According to these statistics floods and drought account for more than 71% of the total disasters recorded. This proves that the impacts of climate change are affecting the drier part of Northern Tanzania, where the Hadzabe live more than any other parts of the Country. The Hadzabe live in Yaedachini Valley on the floors of the Eastern Rift Valley Escarpments located in the Babati, Hanang, Haydom, and Mbulu districts corridor of the Manyara region which have become more susceptible to drought and flash floods.
The recent examples of enhanced climate-induced emergencies were the flash floods and mudslides that affected the Babati and Mbulu districts in 2023 killing hundreds and leaving thousands homeless [4]. During these last flash storms and floods, it is estimated that at least 60% of the Hadzabe dwelling places in the Yaeda Valley were affected and many were left without food and shelter.
The consequences to their livelihoods were more severe as they were directly more reliant on the natural environment than any of their neighboring social groupings. Yet very little national and global coverage and attention was provided.
Tanzania’s Prime Minister’s Office confirms that the severity of climate change-related disasters such as floods has been increasing in the country. For example, the heavy rains and floods that occurred in Tanzania between 28th March and 28th April 2024 claimed around 155 lives. This was so far the highest number of flood-related deaths ever recorded in the country [5].

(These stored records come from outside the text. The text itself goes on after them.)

//! Test suites for the lifecycle controller.

pub(crate) mod support;
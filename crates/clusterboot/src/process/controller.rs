//! Lifecycle state machine around the supervision daemon.

use std::sync::Arc;
use std::time::{Duration, Instant};

use strum::Display;

use clusterboot_config::Config;

use crate::health::{LifecycleReporter, ShutdownSkip};
use crate::stage::{StageError, StageWaiter, StartupPlan, StartupSequencer, WaitTiming};
use crate::supervisor::SupervisorClient;

use super::daemon::{DaemonProcess, SupervisorGuard, SupervisorLauncher};
use super::errors::ControllerError;
use super::signals::{ControlSignals, Wake};

/// Phase of a controller run.
#[derive(Debug, Clone, Copy, PartialEq, Eq, Display)]
#[strum(serialize_all = "snake_case")]
pub enum ControllerState {
    /// Spawning the supervisor and waiting for it to answer.
    Bootstrapping,
    /// Starting the process tree and monitoring the main process.
    Running,
    /// Deciding how the supervisor is brought down.
    ShuttingDown,
    /// The supervisor child has been reaped.
    Stopped,
}

/// How a run ended when nothing went wrong.
#[derive(Debug, Clone, Copy, PartialEq, Eq, Display)]
#[strum(serialize_all = "snake_case")]
pub enum RunOutcome {
    /// The main process left its running states on its own.
    Completed,
    /// A graceful stop was requested.
    Stopped,
    /// An interrupt arrived; the shutdown RPC was skipped.
    Interrupted,
}

/// Pacing and naming for one controller run.
#[derive(Debug, Clone, PartialEq, Eq)]
pub struct ControllerSettings {
    /// Process monitored once startup completes.
    pub main_process: String,
    /// Startup stages.
    pub plan: StartupPlan,
    /// Stage wait pacing.
    pub wait: WaitTiming,
    /// Pause between spawning the supervisor and the first ping.
    pub startup_grace: Duration,
    /// Bound on waiting for the supervisor to answer.
    pub bootstrap_timeout: Duration,
    /// Pause between main process polls.
    pub main_poll_interval: Duration,
    /// Pause after a call that could not reach the supervisor.
    pub connectivity_backoff: Duration,
}

impl ControllerSettings {
    /// Reads names, plan and pacing from configuration.
    #[must_use]
    pub fn from_config(config: &Config) -> Self {
        Self {
            main_process: config.main_process.clone(),
            plan: StartupPlan::from_config(config),
            wait: WaitTiming::from_config(config),
            startup_grace: config.startup_grace(),
            bootstrap_timeout: config.bootstrap_timeout(),
            main_poll_interval: config.main_poll_interval(),
            connectivity_backoff: config.connectivity_backoff(),
        }
    }
}

/// Drives one run: spawn, start up, monitor, shut down, reap.
///
/// The supervisor child is reaped on every path out of [`run`](Self::run),
/// including spawn-adjacent failures and interrupts. The shutdown RPC is sent
/// at most once and never after an interrupt.
pub struct LifecycleController<L, C> {
    launcher: L,
    client: C,
    reporter: Arc<dyn LifecycleReporter>,
    signals: ControlSignals,
    settings: ControllerSettings,
    reachable: bool,
}

impl<L, C> LifecycleController<L, C>
where
    L: SupervisorLauncher,
    C: SupervisorClient,
{
    /// Builds a controller; nothing is spawned until [`run`](Self::run).
    pub fn new(
        launcher: L,
        client: C,
        reporter: Arc<dyn LifecycleReporter>,
        signals: ControlSignals,
        settings: ControllerSettings,
    ) -> Self {
        Self {
            launcher,
            client,
            reporter,
            signals,
            settings,
            reachable: false,
        }
    }

    /// Runs to completion and returns only after the supervisor has exited.
    pub fn run(mut self) -> Result<RunOutcome, ControllerError> {
        self.enter(ControllerState::Bootstrapping);
        let process = match self.launcher.launch() {
            Ok(process) => process,
            Err(error) => {
                self.enter(ControllerState::Stopped);
                return Err(self.failed(error.into()));
            }
        };
        self.reporter.supervisor_spawned(process.id());
        let mut guard = SupervisorGuard::new(process);

        let result = self.supervise(&mut guard);
        let exit = guard.wait();
        self.enter(ControllerState::Stopped);

        if let Ok(exit) = &exit {
            self.reporter.supervisor_exited(*exit);
        }
        let outcome = result.map_err(|error| self.failed(error))?;
        exit.map_err(|error| self.failed(error))?;
        Ok(outcome)
    }

    fn supervise<P: DaemonProcess>(
        &mut self,
        guard: &mut SupervisorGuard<P>,
    ) -> Result<RunOutcome, ControllerError> {
        let result = self.bootstrap_and_drive();
        self.enter(ControllerState::ShuttingDown);
        if self.signals.interrupted() || matches!(result, Ok(RunOutcome::Interrupted)) {
            self.reporter.shutdown_skipped(ShutdownSkip::Interrupted);
        } else if !self.reachable {
            let reason = if matches!(result, Ok(RunOutcome::Stopped)) {
                ShutdownSkip::StoppedBeforeReachable
            } else {
                ShutdownSkip::Unreachable
            };
            self.reporter.shutdown_skipped(reason);
            guard.terminate();
        } else {
            self.reporter.shutdown_requested();
            if let Err(error) = self.client.shutdown() {
                self.reporter.shutdown_failed(&error);
                guard.terminate();
            }
        }
        result
    }

    fn bootstrap_and_drive(&mut self) -> Result<RunOutcome, ControllerError> {
        if let Some(outcome) = self.bootstrap()? {
            return Ok(outcome);
        }
        self.enter(ControllerState::Running);
        if let Some(outcome) = self.start_up()? {
            return Ok(outcome);
        }
        self.monitor()
    }

    fn bootstrap(&mut self) -> Result<Option<RunOutcome>, ControllerError> {
        if let Some(outcome) = self.pause(self.settings.startup_grace) {
            return Ok(Some(outcome));
        }
        let started = Instant::now();
        loop {
            match self.client.ping() {
                Ok(()) => {
                    self.reachable = true;
                    self.reporter.supervisor_reachable();
                    return Ok(None);
                }
                Err(error) if error.is_connectivity() => {
                    let remaining = self
                        .settings
                        .bootstrap_timeout
                        .saturating_sub(started.elapsed());
                    if remaining.is_zero() {
                        return Err(ControllerError::Unreachable {
                            timeout_ms: self.settings.bootstrap_timeout.as_millis(),
                            source: error,
                        });
                    }
                    self.reporter.connectivity_lost(&error);
                    if let Some(outcome) =
                        self.pause(self.settings.connectivity_backoff.min(remaining))
                    {
                        return Ok(Some(outcome));
                    }
                }
                Err(source) => return Err(ControllerError::PingRejected { source }),
            }
        }
    }

    fn start_up(&self) -> Result<Option<RunOutcome>, ControllerError> {
        let reporter = &*self.reporter;
        let waiter =
            StageWaiter::new(&self.client, reporter, &self.signals).with_timing(self.settings.wait);
        let sequencer = StartupSequencer::new(&self.client, reporter, waiter);
        match sequencer.run(&self.settings.plan) {
            Ok(()) => Ok(None),
            Err(StageError::Interrupted { .. }) => Ok(Some(self.halted(RunOutcome::Interrupted))),
            Err(StageError::StopRequested { .. }) => Ok(Some(self.halted(RunOutcome::Stopped))),
            Err(error) => Err(error.into()),
        }
    }

    fn monitor(&self) -> Result<RunOutcome, ControllerError> {
        let process = self.settings.main_process.as_str();
        loop {
            if let Some(outcome) = self.pause(Duration::ZERO) {
                return Ok(outcome);
            }
            let pause = match self.client.process_state(process) {
                Ok(state) if state.is_active() => self.settings.main_poll_interval,
                Ok(state) => {
                    self.reporter.main_process_exited(process, state);
                    return Ok(RunOutcome::Completed);
                }
                Err(error) if error.is_connectivity() => {
                    self.reporter.connectivity_lost(&error);
                    self.settings.connectivity_backoff
                }
                Err(source) => {
                    return Err(ControllerError::Monitor {
                        process: process.to_owned(),
                        source,
                    });
                }
            };
            if let Some(outcome) = self.pause(pause) {
                return Ok(outcome);
            }
        }
    }

    fn pause(&self, duration: Duration) -> Option<RunOutcome> {
        match self.signals.sleep(duration) {
            Wake::Elapsed => None,
            Wake::Stopped => Some(self.halted(RunOutcome::Stopped)),
            Wake::Interrupted => Some(self.halted(RunOutcome::Interrupted)),
        }
    }

    fn halted(&self, outcome: RunOutcome) -> RunOutcome {
        match outcome {
            RunOutcome::Stopped => self.reporter.stop_requested(),
            RunOutcome::Interrupted => self.reporter.interrupted(),
            RunOutcome::Completed => {}
        }
        outcome
    }

    fn enter(&self, state: ControllerState) {
        self.reporter.state_entered(state);
    }

    fn failed(&self, error: ControllerError) -> ControllerError {
        self.reporter.run_failed(&error);
        error
    }
}
//! Client side of the supervision daemon's XML-RPC interface.

mod client;
mod errors;
mod state;

pub use client::{SupervisorClient, XmlRpcSupervisor, instance_name};
pub use errors::SupervisorError;
pub use state::ProcessState;

#[cfg(test)]
pub(crate) use client::MockSupervisorClient;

The damages were more severe in drought-prone regions such as the Manyara region. If not addressed, therefore, the Hadzabes and other indigenous groups in these disaster-prone areas could be wiped out.
Climate Injustice Implications for the Hadzabe
Climate change has significant human rights and justice implications for indigenous groups. The indigenous Hadzabe people are facing numerous injustices and violations of their socio-economic and cultural rights due to climate change. Their socio-economic rights are not guaranteed, and their indigenous lands are not protected, putting them at risk of extinction. They are also facing threats to their right to food, shelter, and ancestral lands, as they may be forced to leave their traditional lands in search of alternative livelihoods.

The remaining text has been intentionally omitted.